Com o aumento do interesse pela prática de atividade física e da busca por um padrão de vida saudável, tem crescido também no Brasil o consumo de produtos alimentícios ultraprocessados com alegações de proteína, como “paçocas proteicas”, “sopas proteicas”, “tapiocas proteicas”, entre outros. Isso porque muitas pessoas acreditam que só vão evoluir na prática de exercícios suplementando esse nutriente – o que não é verdade.
Por isso, o Idec (Instituto de Defesa de Consumidores) divulgou um levantamento que busca entender se as alegações de proteína adicionada em produtos ultraprocessados comercializados no Brasil estão alinhadas com as normas nacionais vigentes e com os princípios do Guia Alimentar para a População Brasileira.

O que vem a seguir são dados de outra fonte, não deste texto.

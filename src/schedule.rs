/// An event waiting for simulated time to reach its deadline
#[derive(Debug, Clone, PartialEq)]
pub struct Scheduled<T> {
    pub due: f64,
    pub event: T,
}

/// Deadline-ordered queue of deferred events, drained by the tick loop.
/// Events sharing a deadline fire in the order they were scheduled.
#[derive(Debug, Clone, PartialEq)]
pub struct EventQueue<T> {
    pending: Vec<Scheduled<T>>,
}

impl<T> Default for EventQueue<T> {
    fn default() -> Self {
        Self { pending: Vec::new() }
    }
}

impl<T> EventQueue<T> {
    pub fn new() -> Self {
        Self::default()
    }

    pub fn schedule(&mut self, due: f64, event: T) {
        // Insert after every event due at or before `due`
        let at = self.pending.partition_point(|s| s.due <= due);
        self.pending.insert(at, Scheduled { due, event });
    }

    /// Remove and return every event due at or before `now`, earliest first
    pub fn drain_due(&mut self, now: f64) -> Vec<T> {
        let split = self.pending.partition_point(|s| s.due <= now);
        self.pending.drain(..split).map(|s| s.event).collect()
    }

    /// Drop every pending event; returns how many were cancelled
    pub fn cancel_all(&mut self) -> usize {
        let cancelled = self.pending.len();
        self.pending.clear();
        cancelled
    }

    pub fn is_empty(&self) -> bool {
        self.pending.is_empty()
    }
}
use crate::simulation::Simulation;
use bevy::prelude::*;
use std::f32::consts::FRAC_PI_2;

/// Screen pixels per world unit in the top-down view
pub const PIXELS_PER_UNIT: f32 = 12.0;

/// Emissive tint bugs blend toward as they glow
const HEAT_COLOR: LinearRgba = LinearRgba::new(1.0, 0.12, 0.0, 1.0);
/// Share of the body color a full glow replaces
const GLOW_TINT: f32 = 0.8;

/// Ground-plane `(x, z)` to 2D screen space; world +Z points down the screen
pub fn ground_to_screen(x: f32, z: f32) -> Vec2 {
    Vec2::new(x * PIXELS_PER_UNIT, -z * PIXELS_PER_UNIT)
}

/// Inverse of [`ground_to_screen`]; the result's `y` holds world Z
pub fn screen_to_ground(screen: Vec2) -> Vec2 {
    Vec2::new(screen.x / PIXELS_PER_UNIT, -screen.y / PIXELS_PER_UNIT)
}

/// Body color blended toward the heat tint by `glow`
pub fn glow_tint(body: Color, glow: f32) -> Color {
    let base = LinearRgba::from(body);
    Color::LinearRgba(base.mix(&HEAT_COLOR, (glow * GLOW_TINT).clamp(0.0, 1.0)))
}

#[derive(Component)]
pub struct MainCamera;

/// Sprite drawing the agent in one population slot
#[derive(Component)]
pub struct BugSprite {
    pub slot: usize,
}

#[derive(Component)]
pub struct NutrientMarker;

pub fn setup_camera(mut commands: Commands) {
    commands.spawn((
        Camera2d,
        MainCamera,
        Transform::from_xyz(0.0, 0.0, 0.0),
        OrthographicProjection {
            scale: 1.0,
            ..OrthographicProjection::default_2d()
        },
    ));
}

/// One elongated body per slot; dead slots are hidden, never despawned
pub fn spawn_bug_sprites(
    mut commands: Commands,
    mut meshes: ResMut<Assets<Mesh>>,
    mut materials: ResMut<Assets<ColorMaterial>>,
    simulation: Res<Simulation>,
) {
    let body = meshes.add(Ellipse::new(0.45 * PIXELS_PER_UNIT, 0.7 * PIXELS_PER_UNIT));
    for boid in simulation.boids() {
        let screen = ground_to_screen(boid.position.x, boid.position.z);
        commands.spawn((
            BugSprite { slot: boid.slot() },
            Mesh2d(body.clone()),
            MeshMaterial2d(materials.add(ColorMaterial::from_color(boid.phenotype().body_color))),
            Transform::from_translation(screen.extend(1.0)),
        ));
    }
}

pub fn spawn_nutrient_markers(
    mut commands: Commands,
    mut meshes: ResMut<Assets<Mesh>>,
    mut materials: ResMut<Assets<ColorMaterial>>,
    simulation: Res<Simulation>,
) {
    let mesh = meshes.add(Circle::new(0.6 * PIXELS_PER_UNIT));
    let material = materials.add(ColorMaterial::from_color(Color::srgb(0.2, 0.8, 0.2)));
    for point in simulation.nutrients().points() {
        commands.spawn((
            NutrientMarker,
            Mesh2d(mesh.clone()),
            MeshMaterial2d(material.clone()),
            Transform::from_translation(ground_to_screen(point.x, point.y).extend(-1.0)),
        ));
    }
}

/// Copy each agent's pose, size and glow onto its sprite
pub fn sync_bug_sprites(
    simulation: Res<Simulation>,
    mut materials: ResMut<Assets<ColorMaterial>>,
    mut sprites: Query<(
        &BugSprite,
        &mut Transform,
        &mut Visibility,
        &MeshMaterial2d<ColorMaterial>,
    )>,
) {
    let frame = simulation.render_frame();
    for (sprite, mut transform, mut visibility, material) in sprites.iter_mut() {
        let Some(view) = frame.agents.get(sprite.slot).filter(|v| v.visible) else {
            *visibility = Visibility::Hidden;
            continue;
        };
        *visibility = Visibility::Inherited;

        // Height only decides draw order so hopping bugs pass over resting ones
        let screen = ground_to_screen(view.position.x, view.position.z);
        transform.translation = screen.extend(1.0 + view.position.y * 0.01);

        let nose = view.orientation * Vec3::Z;
        transform.rotation = Quat::from_rotation_z((-nose.z).atan2(nose.x) - FRAC_PI_2);
        transform.scale = Vec3::splat(view.scale.max(1e-3));

        if let Some(material) = materials.get_mut(&material.0) {
            material.color = glow_tint(view.body_color, view.glow);
        }
    }
}

/// Trail polylines and the heat ring
pub fn draw_trails_and_heat(simulation: Res<Simulation>, mut gizmos: Gizmos) {
    let frame = simulation.render_frame();
    for trail in frame.trails.iter().filter(|t| t.visible && t.points.len() >= 2) {
        gizmos.linestrip_2d(
            trail.points.iter().map(|p| ground_to_screen(p.x, p.z)),
            trail.color.with_alpha(trail.opacity),
        );
    }

    let ring = frame.heat_ring;
    let center = Isometry2d::from_translation(ground_to_screen(ring.center.x, ring.center.z));
    let radius = ring.radius * PIXELS_PER_UNIT;
    gizmos.circle_2d(center, radius * 0.98, Color::srgba(1.0, 0.85, 0.35, 0.34));
    gizmos.circle_2d(center, radius * 0.86, Color::srgba(1.0, 0.97, 0.9, 0.28));
}
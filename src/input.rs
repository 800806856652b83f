use crate::plugin::SimulationState;
use crate::render::{screen_to_ground, MainCamera};
use crate::simulation::Simulation;
use bevy::input::mouse::{MouseMotion, MouseWheel};
use bevy::prelude::*;
use bevy::window::PrimaryWindow;
use bevy_egui::EguiContexts;

#[derive(Resource)]
pub struct CameraState {
    pub zoom: f32,
    pub position: Vec2,
    pub is_panning: bool,
}

impl Default for CameraState {
    fn default() -> Self {
        Self {
            zoom: 1.0,
            position: Vec2::ZERO,
            is_panning: false,
        }
    }
}

pub fn camera_zoom(
    mut scroll_events: EventReader<MouseWheel>,
    mut camera_state: ResMut<CameraState>,
    mut query: Query<&mut OrthographicProjection, With<MainCamera>>,
) {
    for event in scroll_events.read() {
        camera_state.zoom = (camera_state.zoom - event.y * 0.1).clamp(0.2, 8.0);
        if let Ok(mut projection) = query.get_single_mut() {
            projection.scale = camera_state.zoom;
        }
    }
}

/// Middle-drag pans the view
pub fn camera_pan(
    mouse_button: Res<ButtonInput<MouseButton>>,
    mut motion_events: EventReader<MouseMotion>,
    mut camera_state: ResMut<CameraState>,
    mut query: Query<&mut Transform, With<MainCamera>>,
) {
    if mouse_button.just_pressed(MouseButton::Middle) {
        camera_state.is_panning = true;
    }
    if mouse_button.just_released(MouseButton::Middle) {
        camera_state.is_panning = false;
    }
    if !camera_state.is_panning {
        motion_events.clear();
        return;
    }

    let Ok(mut transform) = query.get_single_mut() else {
        return;
    };
    for event in motion_events.read() {
        // Screen Y grows downward
        let delta = Vec2::new(-event.delta.x, event.delta.y) * camera_state.zoom;
        camera_state.position += delta;
        transform.translation.x = camera_state.position.x;
        transform.translation.y = camera_state.position.y;
    }
}

/// The pointer drags the heat source over the ground; a left click pulses it.
/// Pointer input claimed by the egui panel never reaches the world.
pub fn pointer_heat(
    mouse_button: Res<ButtonInput<MouseButton>>,
    windows: Query<&Window, With<PrimaryWindow>>,
    camera_query: Query<(&Camera, &GlobalTransform), With<MainCamera>>,
    mut contexts: EguiContexts,
    mut simulation: ResMut<Simulation>,
) {
    let Ok(window) = windows.get_single() else {
        return;
    };
    let Ok((camera, camera_transform)) = camera_query.get_single() else {
        return;
    };
    let Some(cursor) = window.cursor_position() else {
        return;
    };

    let ctx = contexts.ctx_mut();
    if ctx.wants_pointer_input() || ctx.is_pointer_over_area() {
        return;
    }

    let Ok(world) = camera.viewport_to_world_2d(camera_transform, cursor) else {
        return;
    };
    let ground = screen_to_ground(world);
    simulation.set_heat_position(ground.x, ground.y);

    if mouse_button.just_pressed(MouseButton::Left) {
        simulation.pulse_heat();
    }
}

/// `H` forces the next generation, `Space` pauses
pub fn keyboard_controls(
    keys: Res<ButtonInput<KeyCode>>,
    mut state: ResMut<SimulationState>,
    mut simulation: ResMut<Simulation>,
) {
    if keys.just_pressed(KeyCode::KeyH) && !simulation.trigger_next_generation() {
        debug!("next generation requested while a transition is pending");
    }
    if keys.just_pressed(KeyCode::Space) {
        *state = state.toggled();
        info!("simulation {:?}", *state);
    }
}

Foram identificados 60 produtos, dos quais 52 atenderam aos três seguintes critérios: 1) apresentar alegação de proteína no rótulo; 2) ser classificado como ultraprocessado pela classificação Nova de alimentos; e 3) declarar o ingrediente responsável pela fortificação proteica entre os cinco primeiros da lista de ingredientes.
Nos 52 produtos, foram encontradas 65 alegações relacionadas a proteína. Os resultados demonstraram que a maioria dessas alegações são referentes a quantidade (44 delas) e que as presentes em 11 produtos podem induzir os consumidores ao erro. Além disso, observou-se que alimentos que antes eram minimamente processados ou processados tornaram-se ultraprocessados apenas para atender à tendência de fortificação proteica, contrariando os princípios do Guia Alimentar.
Assim, o instituto conclui que as alegações referentes ao conteúdo de proteína nos rótulos, em geral (mas de forma mais preocupante nos ultraprocessados), podem induzir o consumidor a acreditar que estará fazendo uma escolha alimentar mais saudável, uma vez que a informação declarada pode promover essa categoria de produtos e trazer um apelo de saudabilidade. Para o Idec essa estratégia é preocupante por três aspectos principais: 1) pode estimular a troca de um alimento saudável por um produto ultraprocessado; 2) pode incentivar o consumo de um ultraprocessado; e 3) pode induzir a pessoa consumidora a acreditar que está consumindo uma quantidade de proteína diferente da real.
Além disso, o instituto destaca que a adição de nutrientes considerados saudáveis (como as proteínas), em produtos ultraprocessados, não garante os mesmos benefícios nutricionais que o consumo desses nutrientes em alimentos in natura ou minimamente processados. A fortificação de ultraprocessados com ingredientes que contém proteínas, como o whey protein e o soro de leite, por exemplo, não pode ser comparada ao consumo de fontes naturais de proteína, como leguminosas, ovos ou carnes, que apresentam interações complexas entre nutrientes, fibras e compostos bioativos.
O Idec conclui que as alegações de proteína em ultraprocessados podem comprometer a escolha consciente dos consumidores, reforçando um apelo de saudabilidade nem sempre real. O instituto recomenda, ainda, maior fiscalização por parte dos órgãos reguladores, e que os consumidores façam uma leitura crítica dos rótulos, considerando, principalmente, a lista de ingredientes e o nível de processamento.
É necessário suplementar proteína?
Na maior parte dos casos, não. Órgãos internacionais, como a FAO (Organização das Nações Unidas para a Alimentação e a Agricultura), recomendam uma ingestão diária entre 0,6 g a 0,8 g de proteína por quilo de peso corporal, porém, o que se observa é uma promoção de ingestão muito superior. A ingestão de proteínas na América do Sul, em 2022, era, em média, de 96,4 g por pessoa.
Porém, ainda assim, devido à busca por praticidade, desempenho físico e conveniência alimentar, tem-se visto no mercado a “snackficação” das refeições (ou seja, a substituição de refeições completas por lanches prontos, com foco em nutrientes isolados e alegações funcionais).
Essa prática nem sempre é saudável, pois, na maioria das vezes, se baseia em ultraprocessados, que são associados ao aumento de doenças crônicas não transmissíveis, como obesidade, diabetes, hipertensão, entre outras, na população mundial.
“A adição de proteína nessa categoria de produtos não representa benefícios reais devido à sua composição, trazendo, na verdade, potenciais malefícios. Os alimentos in natura ou minimamente processados, como os diferentes tipos de feijão, a lentilha, os ovos, o leite e seus derivados, são mais benéficos por oferecerem qualidade nutricional sem os prejuízos do ultraprocessamento. Ao mesmo tempo que os ultraprocessados proteicos são exaltados, os alimentos tradicionais, culturais e acessíveis têm sido desvalorizados no imaginário social”, alerta Mariana Ribeiro, nutricionista do programa de Alimentação Saudável e Sustentável do Idec.